I enjoyed the pics very much. Looks like your two are having a great time "decorating" the pink nest.

Terry


----------



## stach_n_flash (Mar 15, 2006)

lol i have two sets of pigeons but the blue bar decorated it with poop scine the boys always in it and the rollers are the ones with the twigs  lol sorry i didnt say i dont think ... thank you for posting


----------



## stach_n_flash (Mar 15, 2006)

here is what their nest looks like now

all the green stuff is new 










tilt your head


----------



## Pigeonpal2002 (Jul 27, 2002)

Great pictures, the pigeons are all beautiful They sure do love to get their beaks on nesting material, lol. Glad to see members using the proper hardware cloth and size, it's very important to keep predators out.


----------



## stach_n_flash (Mar 15, 2006)

lol thanks thats just a screen so they cat fly out most of it is smaller


----------



## Maggie-NC (Jun 22, 2005)

Hi, you have some beautiful pigeons. It is so cute to see them carrying stuff to the nest. We just watched ours in the aviary do the same thing. One female was dropping her "goodies" onto the male's back.


----------



## Skyeking (Jan 17, 2003)

You have some great looking birds with  striking markings and color.
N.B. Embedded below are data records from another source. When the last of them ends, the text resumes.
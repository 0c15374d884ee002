/// Grid settings for a driver pressure scan.
///
/// The scan spans `[lower_factor, upper_factor]` times the baseline driver
/// pressure required for the incident shock.
#[derive(Debug, Clone, Copy, PartialEq)]
pub struct PressureSearchConfig {
    /// Number of evenly spaced pressures, endpoints included.
    pub samples: usize,

    pub lower_factor: f64,
    pub upper_factor: f64,

    /// Convergence tolerance on `|τ|` reserved for iterative refinement.
    ///
    /// The fixed grid does not consult it.
    pub tolerance: f64,

    /// Iteration limit reserved for iterative refinement.
    ///
    /// The fixed grid does not consult it.
    pub max_iters: usize,
}

impl Default for PressureSearchConfig {
    fn default() -> Self {
        Self {
            samples: 200,
            lower_factor: 0.5,
            upper_factor: 2.0,
            tolerance: 0.01,
            max_iters: 100,
        }
    }
}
Thanks for sharing the pictures. I just put a pile of scrap pages out for my birds today, and they were gone in minutes!


----------



## juanita (Jul 26, 2005)

Wow beautiful birds! Love to see birds happy doing their thing.


----------



## george simon (Feb 28, 2006)

*Pine Needles*

MICHEAL, Go get pine needles, they are better then the cut up news paper.The news paper has printers ink on it which might not be good for the birds,also the paper gets wet and soggy,and can lead to the growth of  funges, ..which can make the birds sick. The babies will poop in the nest and the paper will get realy damp.So go get pine needles,put them on the floor of the loft , and the birds will do the rest and build their nest.I often enjoy just watching them build their nest,but some will build bigger nests then others, just watch them and enjoy. GEORGE


----------



## stach_n_flash (Mar 15, 2006)

lol thank you for the tip ill put some pine neddles at the bottum  and thank you for complimenting my birds we will be selling their next batch of babies... (were keeping the first) well im off to school ill be back on after track practice


----------



## george simon (Feb 28, 2006)

MICHEAL, Use only dry pine needles the ones that have fallen off the tree. GEORGE


----------



## Mistifire (May 27, 2004)

I wonder if this behaviour is learned from other pigeons. My hand raised female has not been around another pigeon since her sibling died as a hatchling. 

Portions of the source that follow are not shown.